Perspectives de l'orgonomie
Omniprésente dans l'univers sous des formes spécifiques
recouvrant une identité structurale et fonctionnelle, l'énergie
d'orgone est le pivot de la vaste construction à la fois thérapeutique
(orgonthérapie), politique, scientifique et philosophique (L'Ether,
Dieu et le diable ) appelée orgonomie, dont l'anthologie intitulée
Selected Writings : an Introduction to Orgonomy (New York, 1960) offre
un exposé cohérent.
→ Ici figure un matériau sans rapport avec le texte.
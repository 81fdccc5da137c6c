//! Primitive components of zero-knowledge proofs, implemented as building blocks for larger
//! proofs.
//!
//! Every proof follows the same three-phase shape: a builder runs the commitment phase, the caller
//! derives one [`Challenge`] over all builders in a conjunction, and each builder turns into a
//! proof in the response phase. Verifiers recompute the challenge from the finished proofs and
//! check each proof against it.

mod challenge;
mod credential;
mod membership;
mod range;
mod schnorr;
mod signature;

pub use self::{
    challenge::*, credential::*, membership::*, range::*, schnorr::*, signature::*,
};
//! The wire format: ordered lists of byte strings.
//!
//! Every protocol message travels as a list of exactly two byte strings, a label naming the
//! message type and the bincode encoding of its body. [`encode_list`] and [`decode_list`] round-trip
//! any list exactly, including the empty list and zero-length elements.

use crate::Error;
use bincode::Options;
use serde::{de::DeserializeOwned, Serialize};

/// Upper bound on the size of one encoded message.
pub const MAX_MESSAGE_BYTES: u64 = 1 << 24;

fn options() -> impl Options {
    bincode::DefaultOptions::new()
        .with_limit(MAX_MESSAGE_BYTES)
        .reject_trailing_bytes()
}

/// Encode an ordered list of byte strings.
pub fn encode_list(items: &[Vec<u8>]) -> Result<Vec<u8>, Error> {
    options()
        .serialize(items)
        .map_err(|e| Error::Format(e.to_string()))
}

/// Decode an ordered list of byte strings.
pub fn decode_list(bytes: &[u8]) -> Result<Vec<Vec<u8>>, Error> {
    options()
        .deserialize(bytes)
        .map_err(|e| Error::Format(e.to_string()))
}

/// Encode a labelled message.
pub fn seal<T: Serialize>(label: &str, body: &T) -> Result<Vec<u8>, Error> {
    let body = options()
        .serialize(body)
        .map_err(|e| Error::Format(e.to_string()))?;
    encode_list(&[label.as_bytes().to_vec(), body])
}

/// Decode a message, failing unless it carries `label` and exactly one body.
pub fn open<T: DeserializeOwned>(label: &str, bytes: &[u8]) -> Result<T, Error> {
    let items = decode_list(bytes)?;
    match items.as_slice() {
        [found, body] if found.as_slice() == label.as_bytes() => options()
            .deserialize(body)
            .map_err(|e| Error::Format(format!("{}: {}", label, e))),
        [found, _] => Err(Error::Format(format!(
            "expected a {:?} message, got {:?}",
            label,
            String::from_utf8_lossy(found)
        ))),
        _ => Err(Error::Format(format!(
            "expected 2 elements in a {:?} message, got {}",
            label,
            items.len()
        ))),
    }
}

/// An empty acknowledgement, returned by steps that complete a phase.
pub fn acknowledgement() -> Result<Vec<u8>, Error> {
    encode_list(&[])
}

/// Message labels.
pub mod label {
    /// [`RegistrationRequest`](crate::registration::RegistrationRequest)
    pub const REGISTRATION_REQUEST: &str = "registration-request";
    /// [`CredentialResponse`](crate::registration::CredentialResponse)
    pub const CREDENTIAL_RESPONSE: &str = "credential-response";
    /// [`Enrollment`](crate::authority::Enrollment)
    pub const ENROLLMENT: &str = "enrollment";
    /// [`TicketRequest`](crate::user::TicketRequest)
    pub const TICKET_REQUEST: &str = "ticket-request";
    /// [`TicketIssued`](crate::issuer::TicketIssued)
    pub const TICKET_ISSUED: &str = "ticket-issued";
    /// [`ValidationRequest`](crate::verifier::ValidationRequest)
    pub const VALIDATION_REQUEST: &str = "validation-request";
    /// [`Presentation`](crate::user::Presentation)
    pub const PRESENTATION: &str = "presentation";
    /// [`ValidationOutcome`](crate::ValidationOutcome)
    pub const VALIDATION_OUTCOME: &str = "validation-outcome";
    /// [`ReKeyRequest`](crate::delegation::ReKeyRequest)
    pub const REKEY_REQUEST: &str = "rekey-request";
    /// [`ReKey`](crate::delegation::ReKey)
    pub const REKEY: &str = "rekey";
    /// [`Ticket`](crate::ticket::Ticket)
    pub const TICKET: &str = "ticket";
    /// [`TraceRecord`](crate::central_verifier::TraceRecord)
    pub const TRACE_RECORD: &str = "trace-record";
}

#[cfg(test)]
mod test {
    use super::*;

    #[test]
    fn lists_round_trip() {
        let cases: Vec<Vec<Vec<u8>>> = vec![
            vec![],
            vec![vec![]],
            vec![vec![], vec![], vec![]],
            vec![b"ticket".to_vec(), vec![], vec![0u8; 300], vec![0xff]],
        ];
        for case in cases {
            assert_eq!(decode_list(&encode_list(&case).unwrap()).unwrap(), case);
        }
    }

    #[test]
    fn list_encoding_is_stable() {
        let encoded = encode_list(&[vec![1, 2], vec![]]).unwrap();
        assert_eq!(hex::encode(encoded), "0202010200");
    }

    #[test]
    fn truncated_and_padded_lists_are_rejected() {
        let mut encoded = encode_list(&[vec![1, 2, 3]]).unwrap();
        assert!(decode_list(&encoded[..encoded.len() - 1]).is_err());
        encoded.push(0);
        assert!(matches!(decode_list(&encoded), Err(Error::Format(_))));
    }

    #[test]
    fn messages_check_label_and_count() {
        let sealed = seal(label::TICKET, &42u64).unwrap();
        assert_eq!(open::<u64>(label::TICKET, &sealed).unwrap(), 42);
        assert!(matches!(
            open::<u64>(label::PRESENTATION, &sealed),
            Err(Error::Format(_))
        ));

        let three = encode_list(&[label::TICKET.as_bytes().to_vec(), vec![42], vec![]]).unwrap();
        assert!(matches!(open::<u64>(label::TICKET, &three), Err(Error::Format(_))));
        assert!(matches!(
            open::<u64>(label::TICKET, &acknowledgement().unwrap()),
            Err(Error::Format(_))
        ));
    }
}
S'il n'est que trop facile d'en souligner
le caractère interprétatif, voire, selon certains, délirant
ou paranoïaque, il nous semble autrement plus fécond de
concevoir l'orgonomie reichienne comme un programme moderne de recherches
pluri- et interdisciplinaires visant à surmonter les cloisonnements
réducteurs des disciplines scientifiques ; une perspective fortement
unificatrice rassemble et met en connection des phénomènes
aussi divers que les mouvements du protoplasme, l'évolution des
cellules cancéreuses, les modes d'action du système neuro-végétatif,
le développement du fascisme, les radiations atomiques, les dérives
galactiques, etc.
Mais l'effort le plus précieux, et souvent méconnu, de
Reich réside peut-être dans son questionnement incessant
des motivations, mécanismes et finalités du savoir, dans
un esprit très proche des tentatives critiques d'un Bergson ou
d'un Nietzsche ; il réintroduit dans le processus cognitif les
données sensorielles, formes, couleurs, impressions, et les intuitions
existentielles, vécu, manières d'être et de sentir,
expressions ; renversant l'image glorieuse que l'homme se donne de lui-même
comme homo sapiens , être pensant, il voit dans l'avènement
de la conscience, le retour de l'homme sur soi, un phénomène
traumatique, un saisissement originel, où s'enracine le processus
de rigidité caractérielle.
À défaut de développer les nombreuses objections
que ne manque pas de soulever une entreprise aussi vaste et qui a fait
l'objet de plus d'accusations que de critiques, on peut regrouper ces
dernières sous une même arête directrice : Reich
a tendance à faire fi des relais nécessaires, à
négliger tout un patient travail de mise en relations et d'articulations
intermédiaires ; il ne voit pas que la pulsion de mort peut être
un puissant outil d'élaboration théorique, comme en témoigne
toute la deuxième topique freudienne ou l'uvre de Mélanie
Klein ; sa vision politique ne tient guère compte de la complexité
et de l'évolution des rapports de force entre classes sociales
et organisations politiques; surtout, sa construction orgonomique, centrée
sur le concept d'orgone, mal dégagé d'intuitions vitalistes,
semble reposer sur des fondations précaires, et seul l'avenir,
en permettant une investigation approfondie et objective des travaux
de Reich, pourra restituer à son entreprise ses justes dimensions.